Hilden Ein-Euro-Handy: Schuldenfalle für Junge

Hilden · Schuldnerberatung: knapp 16 Prozent der Ratsuchenden sind unter 30 alt. Ihre Gläubiger sind Mobilfunkanbieter.

 Immer mehr junge Leute geraten durch Handyverträge in die Schuldenfalle, Stefanie Keller hat die Kosten indes im Griff.

Immer mehr junge Leute geraten durch Handyverträge in die Schuldenfalle, Stefanie Keller hat die Kosten indes im Griff.

Foto: Hans Jazyk

Für junge Leute ist ein cooles Handy ein "Must have", ein Statussymbol, das man um jeden Preis haben muss. Ben (Name geändert) ist da keine Ausnahme. Der 21-Jährige legte sich ein angesagtes Smartphone zu - für nur einen Euro: "War ganz einfach. Eine Unterschrift, das war's." Und weil's so einfach war, unterschrieb Ben gleich zweimal: "Für einen Kumpel." Dumm nur, dass der das teuere Handy gleich weiterverkaufte.

Plötzlich saß Ben auf einem Schuldenberg von mehreren tausend Euro - und wusste gar nicht, wie ihm geschah. "Junge Leute wie Ben wissen nicht, was eine Unterschrift bedeutet", hat Schuldnerberater Hubert Bader, Geschäftsführer des Sozialdienstes Katholischer Frauen und Männer Hilden, festgestellt: "Sie sind wirtschaftlich unreif." 15,67 Prozent der Ratsuchenden der SKFM-Schuldnerberatung im vergangenen Jahr waren 20- bis 30-Jährige: "Alle hatten Schulden bei Mobilfunkanbietern. 80 Prozent lesen Allgemeine Geschäftsbedingungen praktisch nie. Das wird einfach ausgeblendet."
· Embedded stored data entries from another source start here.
//! End-to-end tests for a UI <-> engine channel
//!
//! Each test drives both endpoints from one thread, alternating audio blocks
//! and UI ticks the way a host would.
//!
//! Run with:
//! ```bash
//! cargo test -p crosstalk --test channel_integration
//! ```

mod helpers;

use std::cell::{Cell, RefCell};
use std::rc::Rc;

use approx::assert_relative_eq;
use crosstalk::prelude::*;
use helpers::{init_tracing, test_channel, test_tags, Recorder, TEST_BLOCK_LEN};
use proptest::prelude::*;

const GAIN: ParamIndex = ParamIndex(0);

/// Dispatch table with a single slider bound to `GAIN`.
fn slider_table() -> (DispatchTable, Rc<Cell<Option<f64>>>) {
    let slider = Rc::new(Cell::new(None));
    let mut table = DispatchTable::new();
    let s = Rc::clone(&slider);
    table.on_param_change(move |param, value| {
        if param == GAIN {
            s.set(Some(value));
        }
    });
    (table, slider)
}

// ---------------------------------------------------------------------------
// Parameters
// ---------------------------------------------------------------------------

#[test]
fn test_parameter_change_applied_and_echoed() {
    let (mut ui, mut engine) = test_channel();
    let mut recorder = Recorder::default();
    let (mut table, slider) = slider_table();

    ui.send_parameter_value(GAIN, 0.75).unwrap();

    let report = engine.process_inbound(TEST_BLOCK_LEN, &mut recorder);
    assert_eq!(report.parameters, 1);
    assert_relative_eq!(engine.params().get(GAIN).unwrap(), 0.75);
    assert_eq!(recorder.applied, vec![(GAIN, 0.75)]);

    let tick = ui.tick(&mut table);
    assert_eq!(tick.delivered, 1);
    assert_relative_eq!(slider.get().unwrap(), 0.75);
}

#[test]
fn test_echo_suppressed_while_editing() {
    let (mut ui, mut engine) = test_channel();
    let mut recorder = Recorder::default();
    let (mut table, slider) = slider_table();

    ui.begin_edit(GAIN).unwrap();
    ui.send_parameter_value(GAIN, 0.3).unwrap();
    engine.process_inbound(TEST_BLOCK_LEN, &mut recorder);

    let tick = ui.tick(&mut table);
    assert_eq!(tick.suppressed, 1);
    assert_eq!(slider.get(), None);

    ui.send_parameter_value(GAIN, 0.4).unwrap();
    ui.end_edit(GAIN).unwrap();
    engine.process_inbound(TEST_BLOCK_LEN, &mut recorder);

    let tick = ui.tick(&mut table);
    assert_eq!(tick.delivered, 1);
    assert_relative_eq!(slider.get().unwrap(), 0.4);
    assert_eq!(recorder.edits, vec![(GAIN, true), (GAIN, false)]);
    assert_relative_eq!(engine.params().get(GAIN).unwrap(), 0.4);
}

#[test]
fn test_echo_disabled() {
    init_tracing();
    let (mut ui, mut engine) = ChannelBuilder::new()
        .tags(test_tags())
        .echo_parameter_changes(false)
        .build()
        .unwrap();
    let (mut table, slider) = slider_table();

    ui.send_parameter_value(GAIN, 0.9).unwrap();
    engine.process_inbound(TEST_BLOCK_LEN, &mut ());

    assert_eq!(ui.tick(&mut table), TickReport::default());
    assert_eq!(slider.get(), None);
    assert_relative_eq!(engine.params().get(GAIN).unwrap(), 0.9);
}

#[test]
fn test_unbound_parameter_defaults_survive() {
    let (_ui, engine) = test_channel();
    assert_relative_eq!(engine.params().get(ParamIndex(0)).unwrap(), 0.5);
    assert_relative_eq!(engine.params().get(ParamIndex(1)).unwrap(), 1.0);
    assert_eq!(engine.params().get(ParamIndex(2)), None);
}

#[test]
fn test_knob_control_change_maps_to_gain() {
    let (mut ui, mut engine) = test_channel();
    let knob = ui.tags().control("gain_knob").unwrap();

    ui.send_control_change(knob, 0.2).unwrap();
    engine.process_inbound(TEST_BLOCK_LEN, &mut ());

    assert_relative_eq!(engine.params().get(GAIN).unwrap(), 0.2);
}

proptest! {
    #[test]
    fn test_values_clamped_end_to_end(value in -10.0f64..10.0) {
        let (mut ui, mut engine) = test_channel();
        ui.send_parameter_value(GAIN, value).unwrap();
        engine.process_inbound(TEST_BLOCK_LEN, &mut ());

        let applied = engine.params().get(GAIN).unwrap();
        prop_assert!((0.0..=1.0).contains(&applied));
        prop_assert_eq!(applied, value.clamp(0.0, 1.0));
    }
}

// ---------------------------------------------------------------------------
// MIDI and custom messages
// ---------------------------------------------------------------------------

#[test]
fn test_virtual_keyboard_notes_reach_block_events() {
    let (mut ui, mut engine) = test_channel();

    ui.note_on(60, 100).unwrap();
    ui.note_off(60).unwrap();

    let report = engine.process_inbound(TEST_BLOCK_LEN, &mut ());
    assert_eq!(report.midi, 2);

    let events = engine.events().as_slice();
    assert!(events[0].is_note_on());
    assert!(events[1].is_note_off());
    assert_eq!(events[0].note(), Some(60));
    assert!(events.iter().all(|e| e.sample_offset == 0));

    // Next block starts with an empty list.
    engine.process_inbound(TEST_BLOCK_LEN, &mut ());
    assert!(engine.events().is_empty());
}

#[test]
fn test_engine_midi_reaches_ui() {
    let (mut ui, mut engine) = test_channel();
    let received = Rc::new(RefCell::new(Vec::new()));
    let mut table = DispatchTable::new();
    let r = Rc::clone(&received);
    table.on_midi(move |event| r.borrow_mut().push(event.bytes()));

    let event = MidiEvent::control_change(0, 0, 7, 64).unwrap();
    engine.sender().send_midi(event).unwrap();
    ui.tick(&mut table);

    assert_eq!(*received.borrow(), vec![[0xB0, 7, 64]]);
}

#[test]
fn test_hello_button_reaches_engine() {
    let (mut ui, mut engine) = test_channel();
    let mut recorder = Recorder::default();
    let hello = ui.tags().message("hello").unwrap();
    let button = ui.tags().control("hello_button");

    ui.send_message(hello, button, &[]).unwrap();
    let report = engine.process_inbound(TEST_BLOCK_LEN, &mut recorder);

    assert_eq!(report.forwarded, 1);
    assert_eq!(recorder.messages, vec![(hello, button, Vec::new())]);
}

#[test]
fn test_undeclared_tag_not_forwarded() {
    let (mut ui, mut engine) = test_channel();
    let mut recorder = Recorder::default();

    ui.send_message(MsgTag(99), None, b"x").unwrap();
    let report = engine.process_inbound(TEST_BLOCK_LEN, &mut recorder);

    assert_eq!(report.ignored, 1);
    assert_eq!(report.forwarded, 0);
    assert!(recorder.messages.is_empty());
}

#[test]
fn test_sysex_both_directions() {
    let (mut ui, mut engine) = test_channel();
    let mut recorder = Recorder::default();
    let sysex = [0xF0, 0x7E, 0x7F, 0x06, 0x01, 0xF7];

    ui.send_sysex(&sysex).unwrap();
    engine.process_inbound(TEST_BLOCK_LEN, &mut recorder);
    assert_eq!(recorder.sysex, vec![(sysex.to_vec(), 0)]);

    let received = Rc::new(RefCell::new(Vec::new()));
    let mut table = DispatchTable::new();
    let r = Rc::clone(&received);
    table.on_sysex(move |data, _| r.borrow_mut().extend_from_slice(data));

    engine.sender().send_sysex(&sysex, 0).unwrap();
    ui.tick(&mut table);
    assert_eq!(*received.borrow(), sysex.to_vec());
}

#[test]
fn test_control_value_drives_meter() {
    let (mut ui, mut engine) = test_channel();
    let scope = ui.tags().control("scope").unwrap();
    let meter = Rc::new(Cell::new(0.0));
    let mut table = DispatchTable::new();
    let m = Rc::clone(&meter);
    table.on_control_value(move |control, value| {
        if control == scope {
            m.set(value);
        }
    });

    engine.sender().send_control_value(scope, 0.8).unwrap();
    ui.tick(&mut table);
    assert_relative_eq!(meter.get(), 0.8);
}

// ---------------------------------------------------------------------------
// Data packets
// ---------------------------------------------------------------------------

fn ramp() -> Vec<f32> {
    (0..DATA_PACKET_SIZE)
        .map(|i| i as f32 / DATA_PACKET_SIZE as f32 - 0.5)
        .collect()
}

fn plot_table(data: MsgTag) -> (DispatchTable, Rc<RefCell<PlotBuffer>>) {
    let plot = Rc::new(RefCell::new(PlotBuffer::default()));
    let mut table = DispatchTable::new();
    let p = Rc::clone(&plot);
    table.on_message(data, move |_, bytes| {
        p.borrow_mut().update_from_bytes(bytes);
        true
    });
    (table, plot)
}

#[test]
fn test_data_packet_updates_plot_in_order() {
    let (mut ui, mut engine) = test_channel();
    let data = engine.tags().message("data").unwrap();
    let scope = engine.tags().control("scope");
    let (mut table, plot) = plot_table(data);
    let samples = ramp();

    assert!(engine
        .send_paced_packet(data, scope, &samples, TEST_BLOCK_LEN)
        .unwrap());

    let tick = ui.tick(&mut table);
    assert_eq!(tick.delivered, 1);

    let plot = plot.borrow();
    assert_eq!(plot.samples(), samples.as_slice());
    assert_eq!(plot.revision(), 1);
}

#[test]
fn test_every_nth_block_cadence() {
    init_tracing();
    let (mut ui, mut engine) = ChannelBuilder::new()
        .tags(test_tags())
        .packet_cadence(PacketCadence::EveryNthBlock(4))
        .build()
        .unwrap();
    let data = engine.tags().message("data").unwrap();
    let (mut table, plot) = plot_table(data);
    let samples = ramp();

    let sent: Vec<bool> = (0..16)
        .map(|_| {
            engine
                .send_paced_packet(data, None, &samples, TEST_BLOCK_LEN)
                .unwrap()
        })
        .collect();

    assert_eq!(sent.iter().filter(|&&s| s).count(), 4);
    assert!(sent[3] && sent[7] && !sent[0]);

    ui.tick(&mut table);
    assert_eq!(plot.borrow().revision(), 4);
}

#[test]
fn test_sample_interval_cadence() {
    init_tracing();
    let (_ui, mut engine) = ChannelBuilder::new()
        .tags(test_tags())
        .packet_cadence(PacketCadence::SampleInterval(2048))
        .build()
        .unwrap();
    let data = engine.tags().message("data").unwrap();
    let samples = ramp();

    let sent = (0..16)
        .filter(|_| {
            engine
                .send_paced_packet(data, None, &samples, TEST_BLOCK_LEN)
                .unwrap()
        })
        .count();
    assert_eq!(sent, 4);

    engine.reset();
    let sent_after_reset = (0..3)
        .filter(|_| {
            engine
                .send_paced_packet(data, None, &samples, TEST_BLOCK_LEN)
                .unwrap()
        })
        .count();
    assert_eq!(sent_after_reset, 0);
}

// ---------------------------------------------------------------------------
// Configuration
// ---------------------------------------------------------------------------

#[test]
fn test_channel_from_json_preset() {
    init_tracing();
    let tags: TagMap = serde_json::from_str(
        r#"{
            "params": [{"name": "cutoff", "default": 0.25}],
            "controls": [{"name": "cutoff_knob", "param": "cutoff"}],
            "messages": ["scope"]
        }"#,
    )
    .unwrap();
    let config: ChannelConfig = serde_json::from_str(
        r#"{"ui_to_engine_capacity": 16, "packet_cadence": {"every_nth_block": 2}}"#,
    )
    .unwrap();

    let (mut ui, mut engine) = ChannelBuilder::new()
        .config(config)
        .tags(tags)
        .build()
        .unwrap();
    assert_relative_eq!(engine.params().get(ParamIndex(0)).unwrap(), 0.25);

    let knob = ui.tags().control("cutoff_knob").unwrap();
    ui.send_control_change(knob, 0.6).unwrap();
    engine.process_inbound(TEST_BLOCK_LEN, &mut ());
    assert_relative_eq!(engine.params().get(ParamIndex(0)).unwrap(), 0.6);

    let scope = engine.tags().message("scope").unwrap();
    let sent = (0..4)
        .filter(|_| {
            engine
                .send_paced_packet(scope, None, &ramp(), TEST_BLOCK_LEN)
                .unwrap()
        })
        .count();
    assert_eq!(sent, 2);

    let capacity_hits = (0..20)
        .filter(|_| ui.send_parameter_value(ParamIndex(0), 0.1).is_err())
        .count();
    assert_eq!(capacity_hits, 4);
}

// ---------------------------------------------------------------------------
// Back-pressure
// ---------------------------------------------------------------------------

#[test]
fn test_drain_limit_spreads_over_blocks() {
    init_tracing();
    let (mut ui, mut engine) = ChannelBuilder::new()
        .tags(test_tags())
        .engine_drain_limit(4)
        .build()
        .unwrap();

    for i in 0..10 {
        ui.send_parameter_value(GAIN, i as f64 / 10.0).unwrap();
    }

    let reports: Vec<DrainReport> = (0..3)
        .map(|_| engine.process_inbound(TEST_BLOCK_LEN, &mut ()))
        .collect();

    assert_eq!(
        reports.iter().map(|r| r.parameters).collect::<Vec<_>>(),
        vec![4, 4, 2]
    );
    assert!(reports[0].more_pending && reports[1].more_pending);
    assert!(!reports[2].more_pending);
    assert_relative_eq!(engine.params().get(GAIN).unwrap(), 0.9);
}

#[test]
fn test_full_queue_drops_newest_and_counts() {
    init_tracing();
    let (mut ui, mut engine) = ChannelBuilder::new()
        .tags(test_tags())
        .ui_to_engine_capacity(8)
        .build()
        .unwrap();

    let failures = (0..10)
        .filter_map(|i| ui.send_parameter_value(GAIN, i as f64 / 10.0).err())
        .collect::<Vec<_>>();
    assert_eq!(failures.len(), 2);
    assert!(failures.iter().all(|e| e.is_drop()));

    let stats = ui.outbound_stats();
    assert_eq!(stats.pushed(), 8);
    assert_eq!(stats.dropped(), 2);

    // Earlier entries are intact: the last applied value is the eighth one.
    let report = engine.process_inbound(TEST_BLOCK_LEN, &mut ());
    assert_eq!(report.parameters, 8);
    assert_relative_eq!(engine.params().get(GAIN).unwrap(), 0.7);
}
Die gute Nachricht: Weil die jüngeren Schuldner noch relativ jung und ihre Verbindlichkeiten nicht so hoch wie bei Älteren sind (30- bis 39-Jährige haben die höchsten Schulden), gelinge es ihnen auch schneller, aus dem Schuldenspirale wieder herauszukommen. Durch frühzeitige Aufklärung in der Schule könne man da einiges bewirken, glaubt Bader: "70 Prozent der Jugendlichen erwarten, in der Schule über wirtschaftliche Zusammenhänge informiert zu werden. die Flut an Informationen über das Internet hilft da wenig weiter." Deshalb hat der SKFM ein Vorbeuge-Programm für Kindergärten und Schulen entwickelt. Im vergangenen Jahr nahmen 541 Kinder und Jugendliche daran teil. Die Stadt Hilden finanziert das Programm mit 20 000 Euro jährlich.

464 Personen oder Familien hat die Schuldnerberatung im vorigen Jahr geholfen. Die Zahl der Langzeitberatungen (185) steigt, die der Kurzberatungen (279) geht leicht zurück, beobachtet Bader. Trend: Anders als früher haben die Schuldner immer mehr Gläubiger. 43 Prozent der Ratsuchenden im vergangenen Jahr hatten mehr als zehn Gläubiger. Die meisten (35,6 Prozent) haben zwischen 10 000 und 25 000 Euro Schulden, 21 Prozent unter 10 000 Euro, aber 21,6 Prozent auch zwischen 25 000 und 50 000 Euro. In solchen Fällen bleibt nur noch eine private Insolvenz als Ausweg, sagt Bader: "Den meisten ist das peinlich. Sie haben zuvor meist alles Möglich oder Unmögliche versucht, um das zu verhindern."

Das Insolvenzverfahren sei freilich mit vielen Hürden verbunden: Schulden sichten, Aufstellen und Einhalten von Haushaltsplänen, Einhalten von Absprachen und Terminen: "Manche Ratsuchende scheitern daran oder benötigen mehrere Anläufe." 55 Insolvenzverfahren hat die Schuldnerberatung im vergangenen Jahr auf den Weg gebracht. Sechs lange und harte Jahre müssen die Schuldner durchhalten: Erst dann sind sie ihre Schulden endgültig los.

Zum 1. April wurde das Insolvenzrecht reformiert. Danach kann die Wohlverhaltensperiode auf drei Jahre verkürzt werden. "Das ist mit sehr hohen Hürden verbunden", klärt der SKFM-Geschäftsführer auf: "Etwa 50 Prozent der Hauptforderungen und Verfahrenskosten müssen dafür auf den Tisch gelegt werden. Das schaffen die allerwenigsten." Die Wartezeit bei der Schuldnerberatung beträgt derzeit mehr als ein Jahr. "Die Existenzberatung gibt es bei uns sofort", betont Bader: "Der Weg raus aus den Schulden ist aber meist lang und steinig."